Work instructions: Only the lines from the first line of the records through the line containing "cmd.current_dir(dir.path())" belong in the answer. Copy them exactly.

Information provided:
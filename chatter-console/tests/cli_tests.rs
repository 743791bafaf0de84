//! Integration tests for the `chatter` binary.

use assert_cmd::{Command, cargo::cargo_bin_cmd};
use predicates::prelude::PredicateBooleanExt;
use tempfile::TempDir;

/// A command isolated from the caller's environment and config files.
fn chatter(dir: &TempDir) -> Command {
    let mut cmd = cargo_bin_cmd!("chatter");
    cmd.current_dir(dir.path())
        .env("XDG_CONFIG_HOME", dir.path())
        .env("HOME", dir.path())
        .env_remove("CHATTER_API_BASE_URL")
        .env_remove("CHATTER_PUSH_BASE_URL")
        .env_remove("CHATTER_API_TOKEN")
        .env_remove("CHATTER_PAGE_SIZE")
        .env_remove("CHATTER_LOG_LEVEL")
        .env_remove("CHATTER_LOG_FORMAT")
        .env_remove("RUST_LOG")
        .timeout(std::time::Duration::from_secs(10));
    cmd
}

#[test]
fn test_help_lists_commands() {
    let dir = TempDir::new().unwrap();
    chatter(&dir)
        .arg("--help")
        .assert()
        .success()
        .stdout(predicates::str::contains("conversations"))
        .stdout(predicates::str::contains("open"))
        .stdout(predicates::str::contains("fan"))
        .stdout(predicates::str::contains("completion"))
        .stdout(predicates::str::contains("--api-url"));
}

#[test]
fn test_open_requires_conversation() {
    let dir = TempDir::new().unwrap();
    chatter(&dir)
        .arg("open")
        .assert()
        .failure()
        .stderr(predicates::str::contains(
            "the following required arguments were not provided",
        ))
        .stderr(predicates::str::contains("<CONVERSATION>"));
}

#[test]
fn test_open_rejects_non_numeric_conversation() {
    let dir = TempDir::new().unwrap();
    chatter(&dir)
        .args(["open", "five"])
        .assert()
        .failure()
        .stderr(predicates::str::contains("invalid value"));
}

#[test]
fn test_config_generates_yaml_by_default() {
    let dir = TempDir::new().unwrap();
    chatter(&dir)
        .arg("config")
        .assert()
        .success()
        .stdout(predicates::str::contains("config.yaml"));

    let written = std::fs::read_to_string(dir.path().join("config.yaml")).unwrap();
    assert!(written.contains("page_size: 25"));
    assert!(written.contains("api_base_url"));
}

#[test]
fn test_config_generates_json() {
    let dir = TempDir::new().unwrap();
    chatter(&dir).args(["config", "--format", "json"]).assert().success();

    let written = std::fs::read_to_string(dir.path().join("config.json")).unwrap();
    let value: serde_json::Value = serde_json::from_str(&written).unwrap();
    assert_eq!(value["page_size"], 25);
    assert_eq!(value["log_format"], "text");
}

#[test]
fn test_completion_script_names_binary() {
    let dir = TempDir::new().unwrap();
    chatter(&dir)
        .args(["completion", "--shell", "bash"])
        .assert()
        .success()
        .stdout(predicates::str::contains("chatter"));
}

#[test]
fn test_invalid_page_size_is_reported() {
    let dir = TempDir::new().unwrap();
    chatter(&dir)
        .args(["--page-size", "0", "conversations"])
        .assert()
        .failure()
        .stderr(predicates::str::contains("failed to load configuration"))
        .stderr(predicates::str::contains("Invalid page size"));
}

#[test]
fn test_config_file_is_honoured() {
    let dir = TempDir::new().unwrap();
    std::fs::write(dir.path().join("bad.yaml"), "api_base_url: ftp://example.com/\n").unwrap();

    chatter(&dir)
        .args(["--config", "bad.yaml", "conversations"])
        .assert()
        .failure()
        .stderr(predicates::str::contains("http or https"));
}

#[test]
fn test_unreachable_backend_fails_cleanly() {
    let dir = TempDir::new().unwrap();
    chatter(&dir)
        .args(["--api-url", "http://127.0.0.1:9/api", "conversations"])
        .assert()
        .failure()
        .stderr(
            predicates::str::contains("failed to load conversations")
                .or(predicates::str::contains("request failed")),
        );
}
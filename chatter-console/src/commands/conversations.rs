use std::fmt::Write as _;

use anyhow::{Context, Result};
use console::{ChatApi, HttpChatApi, index::{ConversationIndex, load_summaries}};
use shared::{
    config::Config,
    models::{ConversationSummary, Fan, FanId},
};

const PREVIEW_CHARS: usize = 60;

pub async fn list_conversations(config: &Config, search: Option<&str>) -> Result<()> {
    let api = HttpChatApi::from_config(config);
    let summaries = load_summaries(&api)
        .await
        .context("failed to load conversations")?;

    let mut index = ConversationIndex::new();
    index.load(summaries);
    let rows = index.search(search.unwrap_or_default());
    print!("{}", render_sidebar(&rows, None));
    let unread = index.total_unread();
    if unread > 0 {
        println!("{unread} unread in total");
    }
    Ok(())
}

pub async fn show_fan(config: &Config, fan_id: FanId) -> Result<()> {
    let api = HttpChatApi::from_config(config);
    let fan = api
        .fetch_fan(fan_id)
        .await
        .with_context(|| format!("failed to fetch fan {fan_id}"))?;
    print!("{}", render_fan(&fan));
    Ok(())
}

/// One line per conversation; the open one is marked with `>`.
pub fn render_sidebar(rows: &[&ConversationSummary], open: Option<i64>) -> String {
    if rows.is_empty() {
        return "No conversations found.\n".to_string();
    }

    let mut out = String::new();
    for summary in rows {
        let marker = if open == Some(summary.id) { '>' } else { ' ' };
        let unread = if summary.unread_count > 0 {
            format!(" ({} unread)", summary.unread_count)
        } else {
            String::new()
        };
        let _ = writeln!(
            out,
            "{marker} #{id:<6} [{priority:<6}] {name}{unread}",
            id = summary.id,
            priority = summary.priority_level,
            name = summary.fan_name,
        );
        if !summary.last_message.is_empty() {
            let _ = writeln!(out, "    {}", preview(&summary.last_message));
        }
    }
    out
}

pub fn render_fan(fan: &Fan) -> String {
    let mut out = String::new();
    let _ = writeln!(out, "Fan {} ({})", fan.name(), fan.id);
    if !fan.username.is_empty() {
        let _ = writeln!(out, "  username: {}", fan.username);
    }
    if let Some(spent) = &fan.total_spent {
        let _ = writeln!(out, "  total spent: {spent}");
    }
    if let Some(created) = fan.created_at {
        let _ = writeln!(out, "  fan since: {}", created.0.format("%Y-%m-%d"));
    }
    out
}

fn preview(text: &str) -> String {
    let line = text.lines().next().unwrap_or_default();
    if line.chars().count() > PREVIEW_CHARS || line.len() < text.len() {
        let cut: String = line.chars().take(PREVIEW_CHARS).collect();
        format!("{cut}…")
    } else {
        line.to_string()
    }
}
//! Main entry point for the chatter console CLI.

use anyhow::{Context, Result};
use clap::{Parser, Subcommand};
use dotenv::dotenv;
use shared::{
    config::{Config, ConfigOverrides},
    models::{ConversationId, FanId},
};
use std::path::PathBuf;

mod commands;

/// Chatter console
#[derive(Parser, Debug)]
#[command(name = "chatter")]
#[command(about = "Operator console for fan conversations", long_about = None)]
struct Cli {
    /// Path to the configuration file (config.yaml or config.json)
    #[arg(long, short, global = true)]
    config: Option<PathBuf>,

    /// Base URL of the chatter API (e.g. <http://127.0.0.1:8000/api>)
    #[arg(long, global = true)]
    api_url: Option<String>,

    /// Base URL of the push relay
    #[arg(long, global = true)]
    push_url: Option<String>,

    /// Bearer token sent with every request
    #[arg(long, global = true)]
    token: Option<String>,

    /// Messages per page
    #[arg(long, global = true)]
    page_size: Option<usize>,

    /// Log level (trace, debug, info, warn, error)
    #[arg(long, global = true)]
    log_level: Option<String>,

    #[command(subcommand)]
    command: Commands,
}

#[derive(Subcommand, Debug)]
enum Commands {
    /// List conversations the way the sidebar orders them
    Conversations {
        /// Only show conversations whose fan name contains this text
        #[arg(long, short)]
        search: Option<String>,
    },

    /// Show a fan profile
    Fan {
        /// Fan identifier
        id: FanId,
    },

    /// Open a conversation and chat interactively
    Open {
        /// Conversation identifier
        conversation: ConversationId,
    },

    /// Generate shell completion scripts for the CLI
    Completion {
        /// The shell type for which to generate the completion script
        #[arg(long, short, value_enum)]
        shell: clap_complete::Shell,
    },

    /// Generate a configuration file with default values
    Config {
        /// Format of the configuration file to generate
        #[arg(long, short, value_enum, default_value_t = commands::config::ConfigFormat::Yaml)]
        format: commands::config::ConfigFormat,
    },
}

impl Cli {
    fn overrides(&self) -> ConfigOverrides {
        ConfigOverrides {
            api_base_url: self.api_url.clone(),
            push_base_url: self.push_url.clone(),
            api_token: self.token.clone(),
            page_size: self.page_size,
            log_level: self.log_level.clone(),
        }
    }

    fn load_config(&self) -> Result<Config> {
        let path = self
            .config
            .clone()
            .or_else(commands::config::default_config_path);
        let config = Config::load_config(path, self.overrides())
            .context("failed to load configuration")?;
        console::logging::initialize_tracing(&config);
        Ok(config)
    }
}

#[tokio::main]
async fn main() -> Result<()> {
    dotenv().ok();
    let cli = Cli::parse();

    match &cli.command {
        Commands::Conversations { search } => {
            let config = cli.load_config()?;
            commands::conversations::list_conversations(&config, search.as_deref()).await?;
        }
        Commands::Fan { id } => {
            let config = cli.load_config()?;
            commands::conversations::show_fan(&config, *id).await?;
        }
        Commands::Open { conversation } => {
            let config = cli.load_config()?;
            commands::open::run(&config, *conversation).await?;
        }
        Commands::Completion { shell } => {
            commands::completion::generate_completion(*shell);
        }
        Commands::Config { format } => {
            commands::config::generate_config(*format)?;
        }
    }

    Ok(())
}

Output of the exercise:
filename chatter-console/tests/cli_tests.rs
repository 743791bafaf0de84
//! Integration tests for the `chatter` binary.

use assert_cmd::{Command, cargo::cargo_bin_cmd};
use predicates::prelude::PredicateBooleanExt;
use tempfile::TempDir;

/// A command isolated from the caller's environment and config files.
fn chatter(dir: &TempDir) -> Command {
    let mut cmd = cargo_bin_cmd!("chatter");
    cmd.current_dir(dir.path())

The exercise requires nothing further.